● What you are asked to do
The required output is all lines below that contain the word "filename".

Items listed in a dataset:
····················
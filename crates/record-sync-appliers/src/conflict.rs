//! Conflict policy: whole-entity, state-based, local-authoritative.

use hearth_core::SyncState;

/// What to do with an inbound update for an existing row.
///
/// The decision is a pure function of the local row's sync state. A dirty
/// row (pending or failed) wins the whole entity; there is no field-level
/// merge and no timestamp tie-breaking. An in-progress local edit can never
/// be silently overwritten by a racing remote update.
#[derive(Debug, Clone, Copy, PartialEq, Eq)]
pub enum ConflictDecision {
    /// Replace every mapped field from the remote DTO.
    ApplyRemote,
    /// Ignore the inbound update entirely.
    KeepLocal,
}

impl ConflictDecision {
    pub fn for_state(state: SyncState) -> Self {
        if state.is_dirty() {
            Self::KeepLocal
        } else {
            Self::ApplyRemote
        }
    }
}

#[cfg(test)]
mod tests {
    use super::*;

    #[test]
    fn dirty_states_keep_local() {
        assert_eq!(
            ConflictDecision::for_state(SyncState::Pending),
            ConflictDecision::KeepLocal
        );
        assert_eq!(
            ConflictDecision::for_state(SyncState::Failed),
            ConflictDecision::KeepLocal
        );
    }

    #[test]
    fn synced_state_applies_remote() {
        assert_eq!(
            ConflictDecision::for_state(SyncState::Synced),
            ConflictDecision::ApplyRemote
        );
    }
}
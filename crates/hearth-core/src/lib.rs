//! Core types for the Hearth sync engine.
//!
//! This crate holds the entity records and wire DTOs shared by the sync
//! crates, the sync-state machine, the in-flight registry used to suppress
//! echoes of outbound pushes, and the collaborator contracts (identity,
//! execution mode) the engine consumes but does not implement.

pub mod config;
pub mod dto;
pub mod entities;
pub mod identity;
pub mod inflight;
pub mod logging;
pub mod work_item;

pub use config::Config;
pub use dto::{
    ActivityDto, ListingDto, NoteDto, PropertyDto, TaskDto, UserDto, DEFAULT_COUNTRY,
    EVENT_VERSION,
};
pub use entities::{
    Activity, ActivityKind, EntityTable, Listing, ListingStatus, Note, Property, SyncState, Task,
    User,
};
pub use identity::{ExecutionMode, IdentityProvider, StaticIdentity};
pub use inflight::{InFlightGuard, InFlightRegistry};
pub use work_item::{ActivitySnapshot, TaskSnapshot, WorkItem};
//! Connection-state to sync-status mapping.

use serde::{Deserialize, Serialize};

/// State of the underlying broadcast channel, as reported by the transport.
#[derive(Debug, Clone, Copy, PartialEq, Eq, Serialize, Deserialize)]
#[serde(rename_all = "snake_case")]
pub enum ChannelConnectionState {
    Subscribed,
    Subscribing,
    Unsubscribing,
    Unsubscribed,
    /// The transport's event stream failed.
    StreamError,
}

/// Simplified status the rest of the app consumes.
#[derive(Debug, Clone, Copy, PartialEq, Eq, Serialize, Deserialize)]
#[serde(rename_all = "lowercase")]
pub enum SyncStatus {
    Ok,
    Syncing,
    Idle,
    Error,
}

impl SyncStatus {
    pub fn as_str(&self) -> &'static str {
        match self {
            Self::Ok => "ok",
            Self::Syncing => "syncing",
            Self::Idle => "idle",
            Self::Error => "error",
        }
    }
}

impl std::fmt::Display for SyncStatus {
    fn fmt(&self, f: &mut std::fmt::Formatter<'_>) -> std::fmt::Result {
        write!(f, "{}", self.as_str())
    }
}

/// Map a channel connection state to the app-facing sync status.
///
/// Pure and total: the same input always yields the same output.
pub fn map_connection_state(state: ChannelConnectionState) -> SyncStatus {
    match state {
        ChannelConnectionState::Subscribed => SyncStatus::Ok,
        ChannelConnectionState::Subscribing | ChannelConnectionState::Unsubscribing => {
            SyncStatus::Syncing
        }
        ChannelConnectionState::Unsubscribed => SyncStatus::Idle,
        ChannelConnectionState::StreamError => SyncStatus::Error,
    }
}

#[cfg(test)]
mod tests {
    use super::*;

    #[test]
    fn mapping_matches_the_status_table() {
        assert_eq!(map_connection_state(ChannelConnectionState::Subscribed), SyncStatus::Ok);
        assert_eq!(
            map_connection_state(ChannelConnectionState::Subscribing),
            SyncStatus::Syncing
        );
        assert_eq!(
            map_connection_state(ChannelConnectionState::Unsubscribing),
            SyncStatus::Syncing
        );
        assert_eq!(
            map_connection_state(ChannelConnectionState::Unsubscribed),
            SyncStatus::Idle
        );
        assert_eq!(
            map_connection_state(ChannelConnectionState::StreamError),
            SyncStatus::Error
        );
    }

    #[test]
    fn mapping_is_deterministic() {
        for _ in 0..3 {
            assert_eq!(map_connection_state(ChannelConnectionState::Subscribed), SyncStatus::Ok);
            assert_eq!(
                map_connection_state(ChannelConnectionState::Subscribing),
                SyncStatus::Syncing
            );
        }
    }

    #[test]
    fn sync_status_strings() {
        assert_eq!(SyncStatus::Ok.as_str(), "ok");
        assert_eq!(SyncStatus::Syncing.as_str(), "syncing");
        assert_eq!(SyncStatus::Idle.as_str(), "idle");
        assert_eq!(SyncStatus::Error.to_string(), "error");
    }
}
····················
● Response area
filename crates/record-sync-appliers/src/conflict.rs
filename crates/hearth-core/src/lib.rs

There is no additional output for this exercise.